● Information given:
######

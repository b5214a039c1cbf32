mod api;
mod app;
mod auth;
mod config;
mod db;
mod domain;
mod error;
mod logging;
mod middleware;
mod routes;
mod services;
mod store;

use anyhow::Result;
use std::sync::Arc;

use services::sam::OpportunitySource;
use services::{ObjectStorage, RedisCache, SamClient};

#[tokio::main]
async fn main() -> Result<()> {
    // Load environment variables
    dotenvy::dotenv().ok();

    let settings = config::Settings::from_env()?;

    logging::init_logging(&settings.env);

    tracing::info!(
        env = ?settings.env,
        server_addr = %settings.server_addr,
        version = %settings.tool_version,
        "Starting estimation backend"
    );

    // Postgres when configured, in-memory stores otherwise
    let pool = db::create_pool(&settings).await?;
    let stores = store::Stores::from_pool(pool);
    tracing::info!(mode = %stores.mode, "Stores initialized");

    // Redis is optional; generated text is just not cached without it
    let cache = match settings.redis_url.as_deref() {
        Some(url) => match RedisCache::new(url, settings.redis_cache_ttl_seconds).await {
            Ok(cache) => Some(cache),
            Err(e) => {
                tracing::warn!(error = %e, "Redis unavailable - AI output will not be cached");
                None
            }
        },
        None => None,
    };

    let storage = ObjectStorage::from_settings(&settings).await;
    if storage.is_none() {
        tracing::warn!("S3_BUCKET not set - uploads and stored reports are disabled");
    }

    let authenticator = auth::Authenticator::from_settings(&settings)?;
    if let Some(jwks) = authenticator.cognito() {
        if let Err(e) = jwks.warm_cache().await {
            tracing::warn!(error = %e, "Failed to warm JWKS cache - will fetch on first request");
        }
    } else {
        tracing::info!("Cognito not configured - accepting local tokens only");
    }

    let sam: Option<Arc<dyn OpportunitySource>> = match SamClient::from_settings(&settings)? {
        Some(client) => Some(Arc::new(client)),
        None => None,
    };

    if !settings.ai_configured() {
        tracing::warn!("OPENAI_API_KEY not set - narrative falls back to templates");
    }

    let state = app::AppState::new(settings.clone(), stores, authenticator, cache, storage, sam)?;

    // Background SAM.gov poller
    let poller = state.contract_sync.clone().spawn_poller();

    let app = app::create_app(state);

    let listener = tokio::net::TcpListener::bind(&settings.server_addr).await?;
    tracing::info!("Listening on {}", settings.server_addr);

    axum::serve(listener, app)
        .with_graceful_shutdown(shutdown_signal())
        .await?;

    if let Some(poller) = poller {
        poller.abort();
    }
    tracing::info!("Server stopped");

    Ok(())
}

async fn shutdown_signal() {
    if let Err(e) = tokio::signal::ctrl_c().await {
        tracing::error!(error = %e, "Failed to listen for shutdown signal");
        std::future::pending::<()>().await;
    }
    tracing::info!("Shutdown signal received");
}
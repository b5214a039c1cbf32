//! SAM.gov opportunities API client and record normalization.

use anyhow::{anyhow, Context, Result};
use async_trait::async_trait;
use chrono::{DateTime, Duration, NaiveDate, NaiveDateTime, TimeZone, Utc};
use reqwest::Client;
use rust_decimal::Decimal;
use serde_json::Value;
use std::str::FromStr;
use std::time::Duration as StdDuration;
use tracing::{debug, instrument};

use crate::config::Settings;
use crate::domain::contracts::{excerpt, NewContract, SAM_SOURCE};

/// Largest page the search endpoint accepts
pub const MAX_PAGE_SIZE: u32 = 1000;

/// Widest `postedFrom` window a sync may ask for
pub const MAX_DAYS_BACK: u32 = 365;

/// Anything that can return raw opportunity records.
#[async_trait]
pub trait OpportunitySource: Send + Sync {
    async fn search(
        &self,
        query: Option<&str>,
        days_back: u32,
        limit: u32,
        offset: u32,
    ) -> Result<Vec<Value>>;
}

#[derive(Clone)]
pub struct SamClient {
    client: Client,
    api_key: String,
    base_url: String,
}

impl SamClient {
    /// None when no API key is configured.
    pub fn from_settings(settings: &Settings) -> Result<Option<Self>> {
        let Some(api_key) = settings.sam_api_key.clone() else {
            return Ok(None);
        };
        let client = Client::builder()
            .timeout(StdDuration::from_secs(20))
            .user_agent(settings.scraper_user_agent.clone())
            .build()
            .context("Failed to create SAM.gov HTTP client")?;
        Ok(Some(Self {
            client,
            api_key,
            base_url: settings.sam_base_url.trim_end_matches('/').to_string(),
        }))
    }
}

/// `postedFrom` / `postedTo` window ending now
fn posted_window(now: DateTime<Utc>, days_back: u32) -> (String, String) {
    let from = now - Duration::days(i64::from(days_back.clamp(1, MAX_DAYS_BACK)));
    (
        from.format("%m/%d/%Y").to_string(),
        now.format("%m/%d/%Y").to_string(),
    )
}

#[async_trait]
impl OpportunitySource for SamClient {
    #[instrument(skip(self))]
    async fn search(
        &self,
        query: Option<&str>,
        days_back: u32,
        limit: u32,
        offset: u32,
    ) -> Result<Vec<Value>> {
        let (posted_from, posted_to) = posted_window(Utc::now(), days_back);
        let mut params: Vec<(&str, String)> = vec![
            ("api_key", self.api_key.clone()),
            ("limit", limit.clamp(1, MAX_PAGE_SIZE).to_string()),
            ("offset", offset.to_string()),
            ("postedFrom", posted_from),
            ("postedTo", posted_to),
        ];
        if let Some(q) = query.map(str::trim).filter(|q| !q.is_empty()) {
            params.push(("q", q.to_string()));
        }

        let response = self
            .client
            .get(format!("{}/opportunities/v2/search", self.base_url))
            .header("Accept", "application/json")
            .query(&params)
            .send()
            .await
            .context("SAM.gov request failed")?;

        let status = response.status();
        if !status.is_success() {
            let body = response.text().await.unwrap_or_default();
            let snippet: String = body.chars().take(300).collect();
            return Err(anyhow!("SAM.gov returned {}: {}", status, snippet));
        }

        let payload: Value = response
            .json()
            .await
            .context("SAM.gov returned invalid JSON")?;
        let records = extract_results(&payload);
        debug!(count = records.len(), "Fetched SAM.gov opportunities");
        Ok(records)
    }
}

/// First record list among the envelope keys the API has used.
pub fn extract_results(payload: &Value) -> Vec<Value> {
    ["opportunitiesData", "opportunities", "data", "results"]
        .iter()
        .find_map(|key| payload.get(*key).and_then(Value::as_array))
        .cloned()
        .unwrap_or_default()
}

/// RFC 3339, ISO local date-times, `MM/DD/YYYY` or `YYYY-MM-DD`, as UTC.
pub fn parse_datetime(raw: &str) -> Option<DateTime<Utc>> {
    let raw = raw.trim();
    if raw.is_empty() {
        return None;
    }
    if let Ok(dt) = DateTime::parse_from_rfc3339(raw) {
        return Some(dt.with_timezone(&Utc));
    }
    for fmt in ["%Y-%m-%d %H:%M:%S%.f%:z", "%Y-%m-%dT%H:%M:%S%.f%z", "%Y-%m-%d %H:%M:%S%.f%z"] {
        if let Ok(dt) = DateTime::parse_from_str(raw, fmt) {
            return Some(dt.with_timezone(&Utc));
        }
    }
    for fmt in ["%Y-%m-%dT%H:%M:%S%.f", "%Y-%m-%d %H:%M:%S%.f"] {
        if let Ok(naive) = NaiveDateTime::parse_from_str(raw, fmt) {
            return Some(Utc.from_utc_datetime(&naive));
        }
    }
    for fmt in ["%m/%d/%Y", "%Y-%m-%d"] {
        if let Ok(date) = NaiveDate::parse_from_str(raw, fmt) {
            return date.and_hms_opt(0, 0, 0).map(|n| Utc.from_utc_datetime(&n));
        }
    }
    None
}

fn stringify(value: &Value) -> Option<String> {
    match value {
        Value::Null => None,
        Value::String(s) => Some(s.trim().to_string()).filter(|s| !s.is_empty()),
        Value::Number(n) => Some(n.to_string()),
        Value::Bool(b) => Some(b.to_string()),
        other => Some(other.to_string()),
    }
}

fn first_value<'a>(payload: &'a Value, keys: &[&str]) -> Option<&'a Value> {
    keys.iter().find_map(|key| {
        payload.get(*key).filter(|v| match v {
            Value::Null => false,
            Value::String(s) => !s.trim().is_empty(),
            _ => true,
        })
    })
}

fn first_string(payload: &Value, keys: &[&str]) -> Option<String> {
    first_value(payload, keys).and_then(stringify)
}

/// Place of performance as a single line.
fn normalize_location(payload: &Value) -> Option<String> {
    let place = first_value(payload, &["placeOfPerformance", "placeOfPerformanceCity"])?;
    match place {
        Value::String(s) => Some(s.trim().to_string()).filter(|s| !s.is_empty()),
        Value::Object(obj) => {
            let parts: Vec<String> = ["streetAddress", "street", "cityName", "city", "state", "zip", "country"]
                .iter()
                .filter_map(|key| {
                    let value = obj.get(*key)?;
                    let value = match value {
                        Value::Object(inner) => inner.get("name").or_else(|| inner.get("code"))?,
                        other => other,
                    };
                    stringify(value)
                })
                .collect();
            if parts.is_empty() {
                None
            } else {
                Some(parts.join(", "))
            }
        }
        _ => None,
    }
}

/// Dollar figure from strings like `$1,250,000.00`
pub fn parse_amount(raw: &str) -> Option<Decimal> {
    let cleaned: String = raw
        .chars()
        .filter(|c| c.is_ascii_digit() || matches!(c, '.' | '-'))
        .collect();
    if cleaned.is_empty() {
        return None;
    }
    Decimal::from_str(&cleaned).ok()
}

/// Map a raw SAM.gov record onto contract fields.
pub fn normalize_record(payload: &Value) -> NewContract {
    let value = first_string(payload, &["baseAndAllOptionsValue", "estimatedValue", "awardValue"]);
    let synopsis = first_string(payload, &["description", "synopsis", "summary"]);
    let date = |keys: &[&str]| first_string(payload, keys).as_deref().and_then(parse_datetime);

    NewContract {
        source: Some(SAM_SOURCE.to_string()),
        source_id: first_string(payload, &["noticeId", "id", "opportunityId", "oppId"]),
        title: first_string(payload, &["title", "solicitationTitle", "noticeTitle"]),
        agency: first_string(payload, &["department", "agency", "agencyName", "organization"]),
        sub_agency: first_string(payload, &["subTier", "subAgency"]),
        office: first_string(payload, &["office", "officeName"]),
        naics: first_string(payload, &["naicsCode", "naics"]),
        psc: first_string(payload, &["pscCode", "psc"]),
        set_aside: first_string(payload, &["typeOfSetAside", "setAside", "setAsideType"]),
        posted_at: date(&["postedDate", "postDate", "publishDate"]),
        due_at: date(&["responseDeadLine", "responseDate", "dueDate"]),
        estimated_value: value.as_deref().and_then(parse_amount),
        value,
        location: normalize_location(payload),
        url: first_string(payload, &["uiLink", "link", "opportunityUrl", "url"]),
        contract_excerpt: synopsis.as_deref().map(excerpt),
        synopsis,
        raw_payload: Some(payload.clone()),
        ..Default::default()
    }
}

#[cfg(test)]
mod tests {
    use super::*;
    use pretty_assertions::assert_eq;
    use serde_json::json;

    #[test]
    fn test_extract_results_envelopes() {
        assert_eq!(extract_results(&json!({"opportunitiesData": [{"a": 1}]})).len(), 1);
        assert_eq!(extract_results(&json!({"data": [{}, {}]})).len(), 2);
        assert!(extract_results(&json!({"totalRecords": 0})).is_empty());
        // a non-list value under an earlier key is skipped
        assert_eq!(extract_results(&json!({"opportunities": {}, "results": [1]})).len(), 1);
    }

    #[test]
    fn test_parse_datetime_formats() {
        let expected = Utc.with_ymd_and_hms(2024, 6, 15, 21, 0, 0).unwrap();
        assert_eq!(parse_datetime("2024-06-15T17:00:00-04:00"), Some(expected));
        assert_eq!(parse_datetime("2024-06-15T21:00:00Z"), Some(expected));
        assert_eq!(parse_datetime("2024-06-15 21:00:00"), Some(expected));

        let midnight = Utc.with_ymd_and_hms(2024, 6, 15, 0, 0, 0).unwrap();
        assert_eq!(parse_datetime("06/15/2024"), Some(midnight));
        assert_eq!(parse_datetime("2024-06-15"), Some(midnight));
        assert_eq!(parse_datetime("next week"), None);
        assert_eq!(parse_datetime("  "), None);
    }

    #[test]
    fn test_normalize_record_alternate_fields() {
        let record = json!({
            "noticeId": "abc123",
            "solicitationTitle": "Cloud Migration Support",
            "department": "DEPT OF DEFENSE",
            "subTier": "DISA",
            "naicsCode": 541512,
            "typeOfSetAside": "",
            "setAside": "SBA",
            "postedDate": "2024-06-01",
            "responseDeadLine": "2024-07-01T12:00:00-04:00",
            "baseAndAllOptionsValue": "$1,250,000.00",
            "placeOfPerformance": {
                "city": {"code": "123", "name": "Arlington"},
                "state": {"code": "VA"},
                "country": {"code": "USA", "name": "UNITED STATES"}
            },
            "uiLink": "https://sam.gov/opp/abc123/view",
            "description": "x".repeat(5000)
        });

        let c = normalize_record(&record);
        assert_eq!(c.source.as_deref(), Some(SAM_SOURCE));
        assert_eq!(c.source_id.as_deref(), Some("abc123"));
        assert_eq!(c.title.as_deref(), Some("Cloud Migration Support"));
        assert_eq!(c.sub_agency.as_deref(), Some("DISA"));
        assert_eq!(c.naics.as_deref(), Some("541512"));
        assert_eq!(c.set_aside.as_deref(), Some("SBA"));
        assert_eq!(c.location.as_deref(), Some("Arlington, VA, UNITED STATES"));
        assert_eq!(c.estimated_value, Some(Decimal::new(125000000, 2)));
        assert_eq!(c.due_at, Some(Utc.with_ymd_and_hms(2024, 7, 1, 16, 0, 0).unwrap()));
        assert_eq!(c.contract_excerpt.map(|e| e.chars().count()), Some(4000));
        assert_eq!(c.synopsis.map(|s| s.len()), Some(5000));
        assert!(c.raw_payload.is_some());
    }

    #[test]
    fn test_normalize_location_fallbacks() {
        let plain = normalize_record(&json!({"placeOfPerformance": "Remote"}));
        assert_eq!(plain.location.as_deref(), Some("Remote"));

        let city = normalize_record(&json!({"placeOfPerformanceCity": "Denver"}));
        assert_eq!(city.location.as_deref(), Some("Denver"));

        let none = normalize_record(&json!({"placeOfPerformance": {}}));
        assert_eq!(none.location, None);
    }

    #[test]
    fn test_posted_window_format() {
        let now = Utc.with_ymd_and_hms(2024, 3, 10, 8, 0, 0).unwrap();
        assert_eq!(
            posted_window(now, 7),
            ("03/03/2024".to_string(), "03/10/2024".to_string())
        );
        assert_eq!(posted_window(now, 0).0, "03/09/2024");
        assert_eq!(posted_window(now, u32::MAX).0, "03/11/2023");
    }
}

######

● What needs to be done:
Repeat the material word for word from its opening line up to and including the line containing "use services::sam::OpportunitySource;".

● Answer box:
repository b5214a039c1cbf32
mod api;
mod app;
mod auth;
mod config;
mod db;
mod domain;
mod error;
mod logging;
mod middleware;
mod routes;
mod services;
mod store;

use anyhow::Result;
use std::sync::Arc;

use services::sam::OpportunitySource;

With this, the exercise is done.